==== SUPPLIED MATERIAL ====
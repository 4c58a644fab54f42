//! UsageForge: fitness-tracker usage segmentation CLI
//!
//! Orchestrates data loading, joining, per-user summaries, K-Means
//! segmentation, reporting and prediction.

use anyhow::Result;
use clap::Parser;
use std::time::Instant;
use tracing_subscriber::{fmt, prelude::*, EnvFilter};
use usageforge::{analyze, viz, Args};

fn main() -> Result<()> {
    let args = Args::parse();
    setup_logging(args.verbose);

    tracing::info!("UsageForge v{} starting", env!("CARGO_PKG_VERSION"));

    if let Some(values) = args.parse_predict_values()? {
        run_prediction_mode(&args, values)
    } else {
        run_full_pipeline(&args)
    }
}

/// `RUST_LOG` wins; otherwise `--verbose` selects debug.
fn setup_logging(verbose: bool) {
    let default_level = if verbose { "debug" } else { "info" };
    let filter =
        EnvFilter::try_from_default_env().unwrap_or_else(|_| EnvFilter::new(default_level));

    tracing_subscriber::registry()
        .with(filter)
        .with(fmt::layer().with_target(false).with_writer(std::io::stderr))
        .init();
}

/// Assign a hypothetical user to a tier
fn run_prediction_mode(args: &Args, (activity_days, sleep_or_weight_days): (f64, f64)) -> Result<()> {
    println!("=== Prediction Mode ===");
    println!(
        "Input: activity days={}, sleep-or-weight days={}",
        activity_days, sleep_or_weight_days
    );

    let start_time = Instant::now();
    let analysis = analyze(&args.activity, &args.sleep, &args.weight, &args.cluster_params())?;
    let classification = &analysis.classification;
    let tier = classification.predict(activity_days, sleep_or_weight_days);

    println!("\n✓ Predicted tier: {}", tier);
    println!("  Processing time: {:.2}s", start_time.elapsed().as_secs_f64());

    let total_users = classification.users.len();
    let size = classification.tier_sizes()[tier.rank()];
    let centroid = classification.centroid(tier);
    println!("\n{} tier details:", tier);
    println!(
        "  Size: {} users ({:.1}% of total)",
        size,
        size as f64 / total_users as f64 * 100.0
    );
    println!(
        "  Centroid: activity days={:.2}, sleep-or-weight days={:.2}",
        centroid[0], centroid[1]
    );

    Ok(())
}

/// Run the full analysis and write the report
fn run_full_pipeline(args: &Args) -> Result<()> {
    println!("=== Usage Segmentation Pipeline ===\n");

    let start_time = Instant::now();
    let analysis = analyze(&args.activity, &args.sleep, &args.weight, &args.cluster_params())?;

    println!(
        "✓ Data loaded: {} user-days, {} users",
        analysis.daily.len(),
        analysis.summaries.len()
    );
    println!("✓ Users segmented into usage tiers");

    let written = viz::generate_report(&analysis.classification, &args.output_dir)?;

    println!("\n=== Pipeline Complete ===");
    println!("Total processing time: {:.2}s", start_time.elapsed().as_secs_f64());
    for path in written {
        println!("Saved: {}", path.display());
    }

    Ok(())
}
====
[PROBLEM TO WORK ON]: Retype the data in full, precisely as given.

[RESULT FOR THIS EXERCISE]:
repository 4c58a644fab54f42
//! UsageForge: fitness-tracker usage segmentation CLI
//!
//! Orchestrates data loading, joining, per-user summaries, K-Means
//! segmentation, reporting and prediction.

use anyhow::Result;
use clap::Parser;
use std::time::Instant;
use tracing_subscriber::{fmt, prelude::*, EnvFilter};
use usageforge::{analyze, viz, Args};

fn main() -> Result<()> {
    let args = Args::parse();
    setup_logging(args.verbose);

    tracing::info!("UsageForge v{} starting", env!("CARGO_PKG_VERSION"));

    if let Some(values) = args.parse_predict_values()? {
        run_prediction_mode(&args, values)
    } else {
        run_full_pipeline(&args)
    }
}

/// `RUST_LOG` wins; otherwise `--verbose` selects debug.
fn setup_logging(verbose: bool) {
    let default_level = if verbose { "debug" } else { "info" };
    let filter =
        EnvFilter::try_from_default_env().unwrap_or_else(|_| EnvFilter::new(default_level));

    tracing_subscriber::registry()
        .with(filter)
        .with(fmt::layer().with_target(false).with_writer(std::io::stderr))
        .init();
}

/// Assign a hypothetical user to a tier
fn run_prediction_mode(args: &Args, (activity_days, sleep_or_weight_days): (f64, f64)) -> Result<()> {
    println!("=== Prediction Mode ===");
    println!(
        "Input: activity days={}, sleep-or-weight days={}",
        activity_days, sleep_or_weight_days
    );

    let start_time = Instant::now();
    let analysis = analyze(&args.activity, &args.sleep, &args.weight, &args.cluster_params())?;
    let classification = &analysis.classification;
    let tier = classification.predict(activity_days, sleep_or_weight_days);

    println!("\n✓ Predicted tier: {}", tier);
    println!("  Processing time: {:.2}s", start_time.elapsed().as_secs_f64());

    let total_users = classification.users.len();
    let size = classification.tier_sizes()[tier.rank()];
    let centroid = classification.centroid(tier);
    println!("\n{} tier details:", tier);
    println!(
        "  Size: {} users ({:.1}% of total)",
        size,
        size as f64 / total_users as f64 * 100.0
    );
    println!(
        "  Centroid: activity days={:.2}, sleep-or-weight days={:.2}",
        centroid[0], centroid[1]
    );

    Ok(())
}

/// Run the full analysis and write the report
fn run_full_pipeline(args: &Args) -> Result<()> {
    println!("=== Usage Segmentation Pipeline ===\n");

    let start_time = Instant::now();
    let analysis = analyze(&args.activity, &args.sleep, &args.weight, &args.cluster_params())?;

    println!(
        "✓ Data loaded: {} user-days, {} users",
        analysis.daily.len(),
        analysis.summaries.len()
    );
    println!("✓ Users segmented into usage tiers");

    let written = viz::generate_report(&analysis.classification, &args.output_dir)?;

    println!("\n=== Pipeline Complete ===");
    println!("Total processing time: {:.2}s", start_time.elapsed().as_secs_f64());
    for path in written {
        println!("Saved: {}", path.display());
    }

    Ok(())
}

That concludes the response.